DESCRIPTION OF THE TASK:
Only the lines from the one containing "use std::time::Duration;" through the one containing "request (sampler primitive)." should be printed, exactly as they appear below, with both ends included.

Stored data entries

--*--

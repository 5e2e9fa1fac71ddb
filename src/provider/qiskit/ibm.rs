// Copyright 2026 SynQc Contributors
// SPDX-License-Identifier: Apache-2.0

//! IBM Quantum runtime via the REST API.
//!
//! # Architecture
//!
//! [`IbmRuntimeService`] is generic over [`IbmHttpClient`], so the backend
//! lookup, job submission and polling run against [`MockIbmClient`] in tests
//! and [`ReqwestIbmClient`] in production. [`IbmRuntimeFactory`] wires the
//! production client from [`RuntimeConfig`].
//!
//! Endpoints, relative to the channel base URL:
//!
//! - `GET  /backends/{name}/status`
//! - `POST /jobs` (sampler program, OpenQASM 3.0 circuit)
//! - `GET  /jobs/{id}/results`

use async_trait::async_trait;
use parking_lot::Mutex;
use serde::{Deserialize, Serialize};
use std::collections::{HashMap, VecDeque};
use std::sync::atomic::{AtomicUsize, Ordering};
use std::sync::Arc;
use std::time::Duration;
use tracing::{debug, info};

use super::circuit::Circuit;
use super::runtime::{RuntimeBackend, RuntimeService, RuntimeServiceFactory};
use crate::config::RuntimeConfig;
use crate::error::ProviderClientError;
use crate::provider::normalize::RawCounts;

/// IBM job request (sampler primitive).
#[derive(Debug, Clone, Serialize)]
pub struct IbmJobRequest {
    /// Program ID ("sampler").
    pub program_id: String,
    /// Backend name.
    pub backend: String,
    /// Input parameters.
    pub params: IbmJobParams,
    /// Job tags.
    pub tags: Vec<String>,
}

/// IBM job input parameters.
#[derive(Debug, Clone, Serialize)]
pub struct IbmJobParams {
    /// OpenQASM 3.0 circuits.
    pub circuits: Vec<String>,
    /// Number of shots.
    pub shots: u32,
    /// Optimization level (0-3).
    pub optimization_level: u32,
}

--*--

EXERCISE RESULT:
use std::time::Duration;
use tracing::{debug, info};

use super::circuit::Circuit;
use super::runtime::{RuntimeBackend, RuntimeService, RuntimeServiceFactory};
use crate::config::RuntimeConfig;
use crate::error::ProviderClientError;
use crate::provider::normalize::RawCounts;

/// IBM job request (sampler primitive).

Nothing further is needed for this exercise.